-------- Exercise data --------
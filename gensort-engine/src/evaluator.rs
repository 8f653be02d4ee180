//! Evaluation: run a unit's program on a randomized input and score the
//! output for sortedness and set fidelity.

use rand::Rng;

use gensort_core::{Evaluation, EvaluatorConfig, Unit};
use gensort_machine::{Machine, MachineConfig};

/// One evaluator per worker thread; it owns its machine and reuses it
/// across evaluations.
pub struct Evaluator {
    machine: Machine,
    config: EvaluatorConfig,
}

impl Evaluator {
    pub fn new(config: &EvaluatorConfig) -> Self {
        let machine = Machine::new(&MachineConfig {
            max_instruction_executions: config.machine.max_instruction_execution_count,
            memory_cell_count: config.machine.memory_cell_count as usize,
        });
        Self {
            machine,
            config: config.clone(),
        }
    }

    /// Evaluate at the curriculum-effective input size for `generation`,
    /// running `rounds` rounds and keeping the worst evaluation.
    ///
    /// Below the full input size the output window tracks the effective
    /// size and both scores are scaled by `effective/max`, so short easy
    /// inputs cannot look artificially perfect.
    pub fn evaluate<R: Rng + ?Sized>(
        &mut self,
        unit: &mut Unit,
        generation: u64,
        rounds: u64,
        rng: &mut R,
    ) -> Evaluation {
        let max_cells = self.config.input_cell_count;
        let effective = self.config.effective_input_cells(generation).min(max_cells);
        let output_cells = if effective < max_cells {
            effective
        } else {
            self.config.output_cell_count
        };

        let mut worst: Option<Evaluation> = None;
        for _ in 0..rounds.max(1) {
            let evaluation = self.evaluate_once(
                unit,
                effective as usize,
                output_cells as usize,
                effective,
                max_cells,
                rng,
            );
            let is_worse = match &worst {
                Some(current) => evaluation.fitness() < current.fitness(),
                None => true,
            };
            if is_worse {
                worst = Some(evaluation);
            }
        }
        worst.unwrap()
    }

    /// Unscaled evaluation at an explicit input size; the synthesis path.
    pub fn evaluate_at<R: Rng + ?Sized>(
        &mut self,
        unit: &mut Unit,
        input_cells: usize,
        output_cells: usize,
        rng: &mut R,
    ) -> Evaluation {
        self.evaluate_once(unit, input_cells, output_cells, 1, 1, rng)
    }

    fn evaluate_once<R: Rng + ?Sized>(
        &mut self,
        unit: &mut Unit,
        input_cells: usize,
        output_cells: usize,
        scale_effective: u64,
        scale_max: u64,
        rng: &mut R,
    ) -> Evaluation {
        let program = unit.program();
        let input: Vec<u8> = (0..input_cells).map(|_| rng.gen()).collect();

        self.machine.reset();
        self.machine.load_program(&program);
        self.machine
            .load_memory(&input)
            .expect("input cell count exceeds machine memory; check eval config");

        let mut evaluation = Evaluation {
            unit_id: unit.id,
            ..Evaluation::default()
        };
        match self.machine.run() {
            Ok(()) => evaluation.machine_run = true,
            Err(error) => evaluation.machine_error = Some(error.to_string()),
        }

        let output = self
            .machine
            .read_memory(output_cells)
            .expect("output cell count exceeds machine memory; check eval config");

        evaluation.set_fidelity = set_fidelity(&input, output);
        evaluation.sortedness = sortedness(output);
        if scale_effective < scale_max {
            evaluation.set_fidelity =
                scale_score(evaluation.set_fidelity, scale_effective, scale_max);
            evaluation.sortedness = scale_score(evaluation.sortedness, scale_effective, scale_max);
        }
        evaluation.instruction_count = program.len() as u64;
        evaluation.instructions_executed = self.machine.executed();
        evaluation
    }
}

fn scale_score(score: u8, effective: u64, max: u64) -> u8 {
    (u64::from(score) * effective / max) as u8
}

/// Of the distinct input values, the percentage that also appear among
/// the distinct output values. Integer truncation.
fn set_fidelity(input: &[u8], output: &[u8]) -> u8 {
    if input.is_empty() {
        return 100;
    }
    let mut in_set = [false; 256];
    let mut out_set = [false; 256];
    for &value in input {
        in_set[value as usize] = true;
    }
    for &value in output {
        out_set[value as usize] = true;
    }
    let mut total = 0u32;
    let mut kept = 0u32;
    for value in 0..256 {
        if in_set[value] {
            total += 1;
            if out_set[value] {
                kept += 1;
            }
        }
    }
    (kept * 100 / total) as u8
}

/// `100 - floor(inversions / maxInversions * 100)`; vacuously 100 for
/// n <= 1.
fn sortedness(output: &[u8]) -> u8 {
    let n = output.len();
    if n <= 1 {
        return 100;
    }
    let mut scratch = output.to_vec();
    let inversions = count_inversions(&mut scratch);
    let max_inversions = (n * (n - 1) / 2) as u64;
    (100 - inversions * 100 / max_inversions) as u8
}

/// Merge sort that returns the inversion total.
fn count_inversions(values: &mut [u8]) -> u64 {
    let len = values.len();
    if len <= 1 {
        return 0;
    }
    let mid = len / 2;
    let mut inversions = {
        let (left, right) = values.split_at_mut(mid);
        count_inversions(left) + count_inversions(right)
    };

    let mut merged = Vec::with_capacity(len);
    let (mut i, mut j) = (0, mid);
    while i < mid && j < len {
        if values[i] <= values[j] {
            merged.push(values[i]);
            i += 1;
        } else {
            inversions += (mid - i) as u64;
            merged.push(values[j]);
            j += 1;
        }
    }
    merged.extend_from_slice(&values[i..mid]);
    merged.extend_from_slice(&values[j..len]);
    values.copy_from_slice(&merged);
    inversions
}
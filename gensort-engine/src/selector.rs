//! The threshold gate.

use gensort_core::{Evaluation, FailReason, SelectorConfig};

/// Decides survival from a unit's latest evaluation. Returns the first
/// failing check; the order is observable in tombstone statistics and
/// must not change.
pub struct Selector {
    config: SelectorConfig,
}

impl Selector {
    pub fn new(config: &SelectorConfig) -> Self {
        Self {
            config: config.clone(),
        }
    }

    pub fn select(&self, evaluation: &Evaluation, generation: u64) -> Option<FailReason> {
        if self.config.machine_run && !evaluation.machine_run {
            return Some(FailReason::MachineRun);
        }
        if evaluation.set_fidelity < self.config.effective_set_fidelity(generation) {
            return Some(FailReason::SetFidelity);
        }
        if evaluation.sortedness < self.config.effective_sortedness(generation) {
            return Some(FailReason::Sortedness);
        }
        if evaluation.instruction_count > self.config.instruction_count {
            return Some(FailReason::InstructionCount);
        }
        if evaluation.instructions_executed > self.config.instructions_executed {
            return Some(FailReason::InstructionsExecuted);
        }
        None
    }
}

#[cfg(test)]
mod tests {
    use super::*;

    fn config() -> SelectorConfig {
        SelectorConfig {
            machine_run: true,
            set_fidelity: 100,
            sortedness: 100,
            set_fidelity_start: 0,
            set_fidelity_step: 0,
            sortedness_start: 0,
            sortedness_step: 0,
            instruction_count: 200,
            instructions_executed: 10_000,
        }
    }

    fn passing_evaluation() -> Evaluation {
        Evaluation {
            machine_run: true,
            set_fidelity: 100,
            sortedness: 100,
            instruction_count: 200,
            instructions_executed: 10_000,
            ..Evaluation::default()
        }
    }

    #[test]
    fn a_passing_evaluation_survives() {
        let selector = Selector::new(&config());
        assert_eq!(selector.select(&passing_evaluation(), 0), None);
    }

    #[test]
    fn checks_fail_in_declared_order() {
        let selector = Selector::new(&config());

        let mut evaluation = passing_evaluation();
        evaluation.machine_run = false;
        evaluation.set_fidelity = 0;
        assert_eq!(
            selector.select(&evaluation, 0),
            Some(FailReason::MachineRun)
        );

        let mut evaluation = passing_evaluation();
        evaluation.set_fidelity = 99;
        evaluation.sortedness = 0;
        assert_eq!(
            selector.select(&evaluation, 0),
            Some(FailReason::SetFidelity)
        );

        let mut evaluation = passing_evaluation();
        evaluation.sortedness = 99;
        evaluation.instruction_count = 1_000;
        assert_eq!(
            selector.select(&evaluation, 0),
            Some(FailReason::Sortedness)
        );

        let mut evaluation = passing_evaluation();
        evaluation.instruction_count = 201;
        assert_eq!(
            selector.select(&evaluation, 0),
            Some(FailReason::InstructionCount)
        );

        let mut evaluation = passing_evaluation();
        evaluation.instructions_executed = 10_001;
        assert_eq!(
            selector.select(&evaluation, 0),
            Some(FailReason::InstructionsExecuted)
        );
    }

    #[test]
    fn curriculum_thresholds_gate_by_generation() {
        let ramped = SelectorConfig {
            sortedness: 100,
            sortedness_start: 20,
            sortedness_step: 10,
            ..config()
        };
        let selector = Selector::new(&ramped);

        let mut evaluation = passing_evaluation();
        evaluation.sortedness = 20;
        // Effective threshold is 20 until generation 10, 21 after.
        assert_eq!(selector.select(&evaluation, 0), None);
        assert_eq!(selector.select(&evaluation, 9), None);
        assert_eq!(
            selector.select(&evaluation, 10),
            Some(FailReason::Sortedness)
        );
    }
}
--------
In which lines of the material above does the string "ramped" occur? Copy them all.

        let ramped = SelectorConfig {
        let selector = Selector::new(&ramped);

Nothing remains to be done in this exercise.